* _The task_: Collect all lines below with the string "iter".

= = =

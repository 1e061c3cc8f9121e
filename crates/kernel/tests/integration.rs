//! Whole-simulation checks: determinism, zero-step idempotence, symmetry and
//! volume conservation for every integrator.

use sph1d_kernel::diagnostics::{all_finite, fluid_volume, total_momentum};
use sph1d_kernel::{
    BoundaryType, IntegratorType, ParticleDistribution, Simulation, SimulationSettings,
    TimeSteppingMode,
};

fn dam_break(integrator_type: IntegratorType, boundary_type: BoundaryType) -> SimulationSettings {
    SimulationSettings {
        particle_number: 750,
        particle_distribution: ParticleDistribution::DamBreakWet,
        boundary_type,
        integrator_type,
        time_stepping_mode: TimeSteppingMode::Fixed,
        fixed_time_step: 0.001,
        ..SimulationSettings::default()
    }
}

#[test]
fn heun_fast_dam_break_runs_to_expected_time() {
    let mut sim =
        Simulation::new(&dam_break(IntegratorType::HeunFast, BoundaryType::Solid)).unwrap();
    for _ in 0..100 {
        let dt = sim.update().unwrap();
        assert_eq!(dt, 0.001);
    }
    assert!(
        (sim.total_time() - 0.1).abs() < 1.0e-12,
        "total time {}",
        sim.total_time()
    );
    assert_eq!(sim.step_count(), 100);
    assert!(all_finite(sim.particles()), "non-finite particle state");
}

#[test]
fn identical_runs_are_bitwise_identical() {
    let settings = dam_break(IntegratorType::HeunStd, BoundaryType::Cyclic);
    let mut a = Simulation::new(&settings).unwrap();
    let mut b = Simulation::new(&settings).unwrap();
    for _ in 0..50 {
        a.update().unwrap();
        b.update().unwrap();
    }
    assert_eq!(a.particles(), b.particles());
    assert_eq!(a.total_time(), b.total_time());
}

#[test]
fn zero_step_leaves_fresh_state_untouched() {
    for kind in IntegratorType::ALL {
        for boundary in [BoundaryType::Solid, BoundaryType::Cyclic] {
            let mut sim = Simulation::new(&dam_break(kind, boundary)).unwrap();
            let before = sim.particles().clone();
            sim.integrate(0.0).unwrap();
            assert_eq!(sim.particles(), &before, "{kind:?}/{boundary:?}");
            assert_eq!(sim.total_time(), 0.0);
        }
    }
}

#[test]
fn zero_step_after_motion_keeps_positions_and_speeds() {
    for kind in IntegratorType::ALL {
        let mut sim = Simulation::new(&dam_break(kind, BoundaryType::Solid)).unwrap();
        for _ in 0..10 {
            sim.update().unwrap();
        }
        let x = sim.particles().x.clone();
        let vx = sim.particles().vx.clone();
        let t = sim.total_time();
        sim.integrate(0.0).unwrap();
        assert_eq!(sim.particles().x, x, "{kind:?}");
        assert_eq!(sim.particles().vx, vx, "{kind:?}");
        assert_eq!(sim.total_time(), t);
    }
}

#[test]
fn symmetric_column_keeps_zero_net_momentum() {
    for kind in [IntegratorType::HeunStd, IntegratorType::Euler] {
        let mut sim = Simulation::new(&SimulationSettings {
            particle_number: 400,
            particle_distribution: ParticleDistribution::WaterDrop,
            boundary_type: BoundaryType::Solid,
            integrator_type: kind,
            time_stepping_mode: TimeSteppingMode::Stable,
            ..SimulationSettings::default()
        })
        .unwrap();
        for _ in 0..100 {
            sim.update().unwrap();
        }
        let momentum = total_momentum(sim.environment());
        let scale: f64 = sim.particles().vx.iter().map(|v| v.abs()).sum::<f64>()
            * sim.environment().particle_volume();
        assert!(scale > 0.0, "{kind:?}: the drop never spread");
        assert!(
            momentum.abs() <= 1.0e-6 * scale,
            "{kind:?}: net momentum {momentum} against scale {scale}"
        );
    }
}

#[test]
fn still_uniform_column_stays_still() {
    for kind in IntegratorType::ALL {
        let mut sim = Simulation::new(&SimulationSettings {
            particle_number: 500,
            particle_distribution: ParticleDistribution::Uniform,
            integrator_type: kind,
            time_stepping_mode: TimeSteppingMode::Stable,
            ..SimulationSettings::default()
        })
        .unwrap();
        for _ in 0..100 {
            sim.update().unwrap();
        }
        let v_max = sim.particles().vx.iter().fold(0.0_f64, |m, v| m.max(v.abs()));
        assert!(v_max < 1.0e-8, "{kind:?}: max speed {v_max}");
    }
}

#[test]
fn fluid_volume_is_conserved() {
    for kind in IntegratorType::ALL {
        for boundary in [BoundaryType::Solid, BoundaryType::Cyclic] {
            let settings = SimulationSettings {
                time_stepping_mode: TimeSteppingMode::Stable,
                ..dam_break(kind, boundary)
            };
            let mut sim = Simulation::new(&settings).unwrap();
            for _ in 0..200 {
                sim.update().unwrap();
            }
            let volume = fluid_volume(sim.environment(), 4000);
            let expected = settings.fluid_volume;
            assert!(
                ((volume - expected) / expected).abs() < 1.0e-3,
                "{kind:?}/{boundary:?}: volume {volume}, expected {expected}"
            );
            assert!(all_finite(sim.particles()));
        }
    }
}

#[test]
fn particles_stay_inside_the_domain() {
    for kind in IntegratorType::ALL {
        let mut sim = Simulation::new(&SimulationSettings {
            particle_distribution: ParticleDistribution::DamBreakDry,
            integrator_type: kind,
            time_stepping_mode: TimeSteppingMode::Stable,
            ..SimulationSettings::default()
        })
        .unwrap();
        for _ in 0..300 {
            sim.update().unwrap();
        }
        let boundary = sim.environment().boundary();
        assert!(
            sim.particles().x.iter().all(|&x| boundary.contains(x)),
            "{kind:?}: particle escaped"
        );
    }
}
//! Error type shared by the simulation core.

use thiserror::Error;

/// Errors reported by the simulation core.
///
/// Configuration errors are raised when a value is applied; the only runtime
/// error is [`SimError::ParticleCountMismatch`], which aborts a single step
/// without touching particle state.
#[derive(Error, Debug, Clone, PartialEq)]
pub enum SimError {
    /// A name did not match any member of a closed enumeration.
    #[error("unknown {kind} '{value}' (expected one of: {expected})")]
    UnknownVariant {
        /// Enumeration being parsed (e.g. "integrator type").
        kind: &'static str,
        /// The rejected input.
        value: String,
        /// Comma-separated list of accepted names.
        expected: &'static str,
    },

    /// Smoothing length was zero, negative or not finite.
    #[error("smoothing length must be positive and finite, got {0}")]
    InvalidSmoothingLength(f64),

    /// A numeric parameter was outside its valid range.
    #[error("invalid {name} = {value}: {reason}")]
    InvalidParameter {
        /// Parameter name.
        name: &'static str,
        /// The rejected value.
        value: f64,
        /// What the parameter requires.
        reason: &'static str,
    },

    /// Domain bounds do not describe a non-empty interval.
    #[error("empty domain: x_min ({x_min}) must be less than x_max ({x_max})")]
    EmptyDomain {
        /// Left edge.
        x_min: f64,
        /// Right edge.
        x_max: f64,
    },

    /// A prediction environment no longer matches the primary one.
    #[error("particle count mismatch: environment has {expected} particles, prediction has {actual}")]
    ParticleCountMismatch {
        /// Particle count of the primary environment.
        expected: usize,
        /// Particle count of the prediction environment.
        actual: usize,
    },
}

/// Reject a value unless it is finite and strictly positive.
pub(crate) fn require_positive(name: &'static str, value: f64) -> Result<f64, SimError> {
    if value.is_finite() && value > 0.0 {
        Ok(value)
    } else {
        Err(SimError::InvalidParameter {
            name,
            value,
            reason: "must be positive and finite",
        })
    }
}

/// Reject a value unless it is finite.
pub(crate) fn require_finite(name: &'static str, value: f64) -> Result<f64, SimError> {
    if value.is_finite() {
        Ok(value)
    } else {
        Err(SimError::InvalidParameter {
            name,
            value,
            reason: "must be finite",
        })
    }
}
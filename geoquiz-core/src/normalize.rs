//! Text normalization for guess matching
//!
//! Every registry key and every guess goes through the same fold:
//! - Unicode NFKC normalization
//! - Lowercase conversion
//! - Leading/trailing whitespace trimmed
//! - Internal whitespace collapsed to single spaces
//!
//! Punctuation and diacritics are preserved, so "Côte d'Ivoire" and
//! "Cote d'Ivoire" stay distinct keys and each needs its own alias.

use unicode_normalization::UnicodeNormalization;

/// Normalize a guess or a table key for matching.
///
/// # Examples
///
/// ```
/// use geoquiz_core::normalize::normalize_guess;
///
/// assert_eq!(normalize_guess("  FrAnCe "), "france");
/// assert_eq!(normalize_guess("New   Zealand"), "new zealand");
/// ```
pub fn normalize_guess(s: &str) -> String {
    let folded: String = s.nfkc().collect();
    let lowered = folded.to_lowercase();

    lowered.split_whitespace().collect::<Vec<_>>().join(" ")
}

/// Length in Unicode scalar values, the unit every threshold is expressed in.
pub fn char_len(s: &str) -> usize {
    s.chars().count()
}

= = =

* _Expected answer_:
        let scale: f64 = sim.particles().vx.iter().map(|v| v.abs()).sum::<f64>()
        let v_max = sim.particles().vx.iter().fold(0.0_f64, |m, v| m.max(v.abs()));
            sim.particles().x.iter().all(|&x| boundary.contains(x)),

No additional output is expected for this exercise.